Tim Russert, the moderator of “Meet the Press” on NBC News, died of a heart attack this month at 58. What is unsettling about this news is that he was reported to have been following doctor’s advce on drugs, diet and exercise, but he died of a heart attack anyway.
Russert’s case was a plaque rupture – a fatty, pimple-like lesion in a coronary artery burst, and a blood clot formed that closed the vessel and cut off circulation to part of the heart muscle. According to an article written by Denise Grady of the New York Times, “Mr. Russert’s fate underlines some painful truths. A doctor’s care is not a protective bubble, and cardiology is not the exact science that many people wish it to be. A person’s risk of a heart attack can only be estimated, and although drugs, diet and exercise may lower that risk, they cannot eliminate it entirely.”
Although Russert took blood pressureand cholesterolpills and aspirin, rode an exercise bike, did not smoke, had yearly stress tests and other exams, he was quite overweight with a waist more than 40 inches.
In the United States, one person dies every 33 seconds from cardiovascular diseases (CVD), the No. 1 killer in America and in many well-developed countries around the world. In the Philippines, the death toll from CVD is about one every 7 minutes, and one out of ten Filipinos 15 years and older has hypertension (high blood pressure). Hypertension is common among heart patients and a most frequent cause of stroke. About 80 to 85 percent of all primary hypertension are mild enough to be effectively controlled by modification in lifestyle alone without drugs.
Rupert’s case may be puzzling cardiologists right now, but still nothing beats prevention to maintain a healthy heart.
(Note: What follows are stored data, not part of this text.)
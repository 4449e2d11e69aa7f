//! Bearer token persistence in `localStorage`

use crate::config::FrontendConfig;
use autodash_http::client::{ClientError, TokenStore};
use gloo::storage::{LocalStorage, Storage};
use tracing::warn;

/// Token store backed by the origin's `localStorage`.
///
/// The token is stored as a bare string (not JSON-encoded) so other
/// scripts on the page read the same value.
#[derive(Debug, Clone, Copy)]
pub struct LocalStorageTokenStore {
    key: &'static str,
}

impl LocalStorageTokenStore {
    pub const fn new(key: &'static str) -> Self {
        Self { key }
    }

    pub const fn key(&self) -> &'static str {
        self.key
    }
}

impl Default for LocalStorageTokenStore {
    fn default() -> Self {
        Self::new(FrontendConfig::AUTH_TOKEN_KEY)
    }
}

impl TokenStore for LocalStorageTokenStore {
    fn get(&self) -> Option<String> {
        LocalStorage::raw().get_item(self.key).ok().flatten()
    }

    fn set(&self, token: &str) -> Result<(), ClientError> {
        LocalStorage::raw()
            .set_item(self.key, token)
            .map_err(|err| ClientError::Storage(format!("{err:?}")))
    }

    fn remove(&self) {
        if let Err(err) = LocalStorage::raw().remove_item(self.key) {
            warn!(?err, key = self.key, "Failed to remove auth token");
        }
    }
}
Here are some tips:
• Quit smoking;
• Drink alcohol moderately;
• Limit or avoid high-fat, high-cholesterol foods, like egg yolk, pork, beef and other red meats, including processed foods in general;
• Eat a lot of green leafy vegetables, fish, high-fiber nuts and grains;
• Maintain a normal body weight for height and age by controlling calorie intake;
• Exercise daily at least 30 minutes, five times a week;
• Drink at least 8 glasses of water a day;
• Adopt a daily stress reduction and relaxation routine;
• Avoid exposure to toxic chemical vapors, even from common household sprays, etc., and protection from sun (UV ray) exposure as much as possible; and
• Have a regular medical check-up, especially for those who are over the age of 40, and for younger ones who have pre-existing illness.